### Task description
One number is the whole answer: the tally of lines in the records below that contain "materialize".

== Segment start ==

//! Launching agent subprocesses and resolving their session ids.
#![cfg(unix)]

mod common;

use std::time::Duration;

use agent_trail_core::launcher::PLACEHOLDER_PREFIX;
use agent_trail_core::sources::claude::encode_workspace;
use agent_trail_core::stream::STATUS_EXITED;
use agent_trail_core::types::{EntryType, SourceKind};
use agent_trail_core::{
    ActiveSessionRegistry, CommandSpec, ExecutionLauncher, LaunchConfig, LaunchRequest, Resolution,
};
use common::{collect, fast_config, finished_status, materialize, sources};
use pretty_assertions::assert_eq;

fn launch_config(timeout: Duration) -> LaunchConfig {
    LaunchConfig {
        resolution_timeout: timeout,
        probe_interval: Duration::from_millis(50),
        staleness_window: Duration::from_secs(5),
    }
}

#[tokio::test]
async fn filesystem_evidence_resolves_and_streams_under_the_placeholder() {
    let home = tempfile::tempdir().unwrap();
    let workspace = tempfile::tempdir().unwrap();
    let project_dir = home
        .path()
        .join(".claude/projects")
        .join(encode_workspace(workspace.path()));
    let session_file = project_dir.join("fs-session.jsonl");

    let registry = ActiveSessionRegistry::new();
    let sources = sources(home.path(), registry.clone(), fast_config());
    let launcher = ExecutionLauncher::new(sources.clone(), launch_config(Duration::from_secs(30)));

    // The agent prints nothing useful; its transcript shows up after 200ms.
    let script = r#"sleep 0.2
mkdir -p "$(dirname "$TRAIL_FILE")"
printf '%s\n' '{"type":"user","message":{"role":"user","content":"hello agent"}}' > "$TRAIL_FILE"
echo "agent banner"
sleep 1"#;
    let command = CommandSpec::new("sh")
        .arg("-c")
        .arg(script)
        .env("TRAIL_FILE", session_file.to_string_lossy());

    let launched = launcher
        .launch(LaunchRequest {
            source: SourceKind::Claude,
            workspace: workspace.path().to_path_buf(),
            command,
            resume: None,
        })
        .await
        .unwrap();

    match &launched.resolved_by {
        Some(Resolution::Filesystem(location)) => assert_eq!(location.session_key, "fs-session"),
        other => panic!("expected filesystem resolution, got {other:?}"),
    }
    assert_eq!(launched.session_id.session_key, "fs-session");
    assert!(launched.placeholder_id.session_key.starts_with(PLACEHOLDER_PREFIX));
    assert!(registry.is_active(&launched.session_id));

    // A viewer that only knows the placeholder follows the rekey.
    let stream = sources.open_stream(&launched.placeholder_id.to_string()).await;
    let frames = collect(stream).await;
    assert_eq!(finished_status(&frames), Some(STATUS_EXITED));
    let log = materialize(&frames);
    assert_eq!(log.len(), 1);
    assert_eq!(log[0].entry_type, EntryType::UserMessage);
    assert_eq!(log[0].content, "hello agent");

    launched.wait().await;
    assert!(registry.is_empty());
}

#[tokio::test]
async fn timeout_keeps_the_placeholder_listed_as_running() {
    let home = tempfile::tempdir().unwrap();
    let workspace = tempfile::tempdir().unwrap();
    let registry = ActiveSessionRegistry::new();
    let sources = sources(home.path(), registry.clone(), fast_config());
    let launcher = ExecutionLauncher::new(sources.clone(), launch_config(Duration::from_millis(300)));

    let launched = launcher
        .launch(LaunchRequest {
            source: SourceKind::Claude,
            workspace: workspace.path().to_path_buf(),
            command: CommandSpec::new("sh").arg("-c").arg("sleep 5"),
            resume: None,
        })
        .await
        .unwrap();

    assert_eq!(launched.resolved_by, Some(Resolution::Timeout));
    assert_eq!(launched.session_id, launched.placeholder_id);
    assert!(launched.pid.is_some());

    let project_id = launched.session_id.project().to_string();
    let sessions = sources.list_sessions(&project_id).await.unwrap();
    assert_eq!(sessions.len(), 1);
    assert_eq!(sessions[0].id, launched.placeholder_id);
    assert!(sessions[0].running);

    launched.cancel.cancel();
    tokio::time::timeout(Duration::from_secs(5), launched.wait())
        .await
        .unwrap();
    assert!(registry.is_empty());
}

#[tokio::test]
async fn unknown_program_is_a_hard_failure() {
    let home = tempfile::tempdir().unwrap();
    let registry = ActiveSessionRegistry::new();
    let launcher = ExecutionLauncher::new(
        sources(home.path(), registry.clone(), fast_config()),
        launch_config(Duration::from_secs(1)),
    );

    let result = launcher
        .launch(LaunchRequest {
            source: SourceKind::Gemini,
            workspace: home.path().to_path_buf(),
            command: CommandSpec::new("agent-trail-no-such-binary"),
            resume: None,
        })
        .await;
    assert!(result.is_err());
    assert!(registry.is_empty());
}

== Segment end ==
== Segment start ==

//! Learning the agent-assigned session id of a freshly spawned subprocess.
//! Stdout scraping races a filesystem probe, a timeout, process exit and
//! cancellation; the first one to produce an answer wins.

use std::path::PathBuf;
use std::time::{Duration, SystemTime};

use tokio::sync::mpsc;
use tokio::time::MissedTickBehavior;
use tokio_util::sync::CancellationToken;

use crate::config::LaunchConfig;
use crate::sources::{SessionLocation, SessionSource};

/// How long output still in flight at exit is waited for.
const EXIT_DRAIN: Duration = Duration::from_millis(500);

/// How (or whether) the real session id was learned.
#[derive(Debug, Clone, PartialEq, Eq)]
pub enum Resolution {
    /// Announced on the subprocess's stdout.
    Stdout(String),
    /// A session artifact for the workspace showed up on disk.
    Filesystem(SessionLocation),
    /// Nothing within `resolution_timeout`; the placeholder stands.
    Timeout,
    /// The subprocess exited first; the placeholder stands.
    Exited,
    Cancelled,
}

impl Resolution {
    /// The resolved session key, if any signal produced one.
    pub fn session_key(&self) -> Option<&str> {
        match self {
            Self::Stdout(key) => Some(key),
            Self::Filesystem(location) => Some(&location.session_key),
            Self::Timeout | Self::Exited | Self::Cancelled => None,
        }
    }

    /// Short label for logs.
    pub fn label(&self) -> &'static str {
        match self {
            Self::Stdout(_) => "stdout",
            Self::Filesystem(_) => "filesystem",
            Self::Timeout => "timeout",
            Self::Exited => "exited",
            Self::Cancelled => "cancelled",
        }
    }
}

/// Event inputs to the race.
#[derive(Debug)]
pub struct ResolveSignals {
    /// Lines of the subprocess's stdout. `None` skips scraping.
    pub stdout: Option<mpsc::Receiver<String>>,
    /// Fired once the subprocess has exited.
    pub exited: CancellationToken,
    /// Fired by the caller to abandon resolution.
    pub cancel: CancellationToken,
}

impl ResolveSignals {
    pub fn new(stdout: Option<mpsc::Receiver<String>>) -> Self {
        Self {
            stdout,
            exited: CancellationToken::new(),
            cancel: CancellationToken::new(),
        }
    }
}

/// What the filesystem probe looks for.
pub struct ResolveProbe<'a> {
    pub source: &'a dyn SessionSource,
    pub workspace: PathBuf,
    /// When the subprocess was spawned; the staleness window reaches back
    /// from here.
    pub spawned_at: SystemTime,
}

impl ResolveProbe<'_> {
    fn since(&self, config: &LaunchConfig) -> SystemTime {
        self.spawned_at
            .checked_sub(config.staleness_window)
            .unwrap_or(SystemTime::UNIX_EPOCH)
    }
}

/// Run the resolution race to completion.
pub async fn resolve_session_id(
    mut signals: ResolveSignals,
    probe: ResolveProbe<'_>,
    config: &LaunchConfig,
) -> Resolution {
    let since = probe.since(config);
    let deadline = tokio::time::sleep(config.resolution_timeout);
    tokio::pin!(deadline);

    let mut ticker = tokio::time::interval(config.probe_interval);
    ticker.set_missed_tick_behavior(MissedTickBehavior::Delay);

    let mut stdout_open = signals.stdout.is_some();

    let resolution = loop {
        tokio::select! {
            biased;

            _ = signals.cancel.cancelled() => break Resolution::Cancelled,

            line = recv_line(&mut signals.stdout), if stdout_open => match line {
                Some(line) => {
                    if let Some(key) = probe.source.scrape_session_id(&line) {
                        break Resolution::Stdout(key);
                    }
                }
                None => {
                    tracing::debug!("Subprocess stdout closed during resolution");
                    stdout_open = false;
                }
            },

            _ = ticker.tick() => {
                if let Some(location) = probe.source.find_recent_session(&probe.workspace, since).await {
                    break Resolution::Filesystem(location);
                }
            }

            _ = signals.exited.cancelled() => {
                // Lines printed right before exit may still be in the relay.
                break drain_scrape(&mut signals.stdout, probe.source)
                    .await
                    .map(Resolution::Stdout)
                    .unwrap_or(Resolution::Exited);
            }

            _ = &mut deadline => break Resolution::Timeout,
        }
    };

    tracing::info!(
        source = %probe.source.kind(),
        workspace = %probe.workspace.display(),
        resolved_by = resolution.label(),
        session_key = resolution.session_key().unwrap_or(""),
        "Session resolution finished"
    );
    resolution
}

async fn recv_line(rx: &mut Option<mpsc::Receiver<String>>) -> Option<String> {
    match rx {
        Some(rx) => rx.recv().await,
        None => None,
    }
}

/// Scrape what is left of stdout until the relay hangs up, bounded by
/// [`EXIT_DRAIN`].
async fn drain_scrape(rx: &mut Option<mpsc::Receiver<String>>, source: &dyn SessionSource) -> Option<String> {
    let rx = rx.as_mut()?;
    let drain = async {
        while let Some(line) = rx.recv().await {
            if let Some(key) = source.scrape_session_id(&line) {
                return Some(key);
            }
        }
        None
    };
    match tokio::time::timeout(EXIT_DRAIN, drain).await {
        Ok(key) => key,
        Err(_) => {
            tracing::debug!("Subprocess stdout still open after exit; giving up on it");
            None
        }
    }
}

== Segment end ==
== Segment start ==

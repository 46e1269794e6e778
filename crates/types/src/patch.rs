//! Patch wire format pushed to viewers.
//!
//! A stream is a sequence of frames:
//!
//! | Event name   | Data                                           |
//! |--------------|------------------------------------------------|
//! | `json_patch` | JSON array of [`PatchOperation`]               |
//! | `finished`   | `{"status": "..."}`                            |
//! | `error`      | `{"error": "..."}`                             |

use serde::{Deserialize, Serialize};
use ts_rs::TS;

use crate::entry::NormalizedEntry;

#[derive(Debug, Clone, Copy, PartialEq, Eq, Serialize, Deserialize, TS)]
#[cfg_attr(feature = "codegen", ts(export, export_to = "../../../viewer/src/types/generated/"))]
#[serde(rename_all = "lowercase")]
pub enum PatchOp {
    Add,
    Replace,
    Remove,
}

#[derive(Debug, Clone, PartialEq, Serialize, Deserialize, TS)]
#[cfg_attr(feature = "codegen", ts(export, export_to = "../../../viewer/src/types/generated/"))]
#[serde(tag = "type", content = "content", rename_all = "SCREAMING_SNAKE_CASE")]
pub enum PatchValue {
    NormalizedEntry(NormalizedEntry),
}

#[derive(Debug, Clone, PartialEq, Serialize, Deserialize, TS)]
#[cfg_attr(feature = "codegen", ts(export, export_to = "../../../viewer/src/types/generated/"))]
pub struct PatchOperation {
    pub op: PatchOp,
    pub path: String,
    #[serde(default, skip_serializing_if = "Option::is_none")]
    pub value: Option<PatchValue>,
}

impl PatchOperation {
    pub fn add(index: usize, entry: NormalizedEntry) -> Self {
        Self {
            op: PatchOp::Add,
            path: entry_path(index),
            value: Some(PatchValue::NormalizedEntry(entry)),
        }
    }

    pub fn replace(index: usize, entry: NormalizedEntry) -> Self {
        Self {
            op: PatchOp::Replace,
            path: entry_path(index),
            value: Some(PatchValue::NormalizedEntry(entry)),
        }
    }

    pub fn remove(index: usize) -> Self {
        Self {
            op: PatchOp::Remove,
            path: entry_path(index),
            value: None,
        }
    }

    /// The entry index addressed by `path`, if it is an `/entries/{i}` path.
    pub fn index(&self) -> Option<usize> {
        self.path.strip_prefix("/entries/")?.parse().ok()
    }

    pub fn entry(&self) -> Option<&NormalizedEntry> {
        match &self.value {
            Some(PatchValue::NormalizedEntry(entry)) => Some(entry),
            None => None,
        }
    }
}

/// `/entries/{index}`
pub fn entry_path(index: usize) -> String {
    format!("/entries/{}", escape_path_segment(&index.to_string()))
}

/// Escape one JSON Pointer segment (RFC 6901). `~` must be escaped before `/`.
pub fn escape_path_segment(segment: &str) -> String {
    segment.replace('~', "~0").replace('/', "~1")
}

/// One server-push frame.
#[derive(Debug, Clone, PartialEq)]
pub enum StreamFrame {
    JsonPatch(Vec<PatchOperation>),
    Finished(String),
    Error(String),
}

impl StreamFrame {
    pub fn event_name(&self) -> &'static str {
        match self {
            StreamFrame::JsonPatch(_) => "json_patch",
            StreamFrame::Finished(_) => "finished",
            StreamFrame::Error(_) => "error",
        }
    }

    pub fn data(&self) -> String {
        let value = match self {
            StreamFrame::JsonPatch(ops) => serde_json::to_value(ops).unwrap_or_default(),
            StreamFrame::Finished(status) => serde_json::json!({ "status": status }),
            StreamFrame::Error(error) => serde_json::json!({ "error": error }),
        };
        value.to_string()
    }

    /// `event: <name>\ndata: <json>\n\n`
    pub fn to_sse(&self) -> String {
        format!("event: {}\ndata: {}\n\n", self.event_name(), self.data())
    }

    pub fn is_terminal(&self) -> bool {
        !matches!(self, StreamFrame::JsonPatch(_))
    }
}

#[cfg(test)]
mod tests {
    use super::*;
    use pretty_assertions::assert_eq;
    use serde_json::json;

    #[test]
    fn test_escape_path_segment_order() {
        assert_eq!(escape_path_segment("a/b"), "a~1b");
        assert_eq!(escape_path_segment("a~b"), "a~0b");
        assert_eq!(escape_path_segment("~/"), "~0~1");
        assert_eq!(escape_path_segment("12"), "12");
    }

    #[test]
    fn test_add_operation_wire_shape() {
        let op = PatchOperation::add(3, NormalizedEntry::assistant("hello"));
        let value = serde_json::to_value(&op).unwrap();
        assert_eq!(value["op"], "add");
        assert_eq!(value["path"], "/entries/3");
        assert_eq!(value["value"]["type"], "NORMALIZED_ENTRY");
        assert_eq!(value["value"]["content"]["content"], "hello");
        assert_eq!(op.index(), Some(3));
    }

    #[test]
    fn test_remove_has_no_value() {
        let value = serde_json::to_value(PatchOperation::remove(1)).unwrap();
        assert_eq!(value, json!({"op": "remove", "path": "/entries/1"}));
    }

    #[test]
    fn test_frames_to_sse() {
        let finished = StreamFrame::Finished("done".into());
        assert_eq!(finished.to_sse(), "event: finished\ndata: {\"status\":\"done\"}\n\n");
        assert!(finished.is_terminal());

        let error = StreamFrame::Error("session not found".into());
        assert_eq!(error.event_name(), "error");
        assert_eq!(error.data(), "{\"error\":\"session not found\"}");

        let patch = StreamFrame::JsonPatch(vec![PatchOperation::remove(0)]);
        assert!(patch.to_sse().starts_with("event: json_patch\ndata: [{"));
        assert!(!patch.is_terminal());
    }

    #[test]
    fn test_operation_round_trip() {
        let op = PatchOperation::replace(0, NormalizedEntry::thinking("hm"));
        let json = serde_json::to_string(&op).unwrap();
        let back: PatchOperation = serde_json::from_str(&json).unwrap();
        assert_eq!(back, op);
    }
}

== Segment end ==

### Result below
2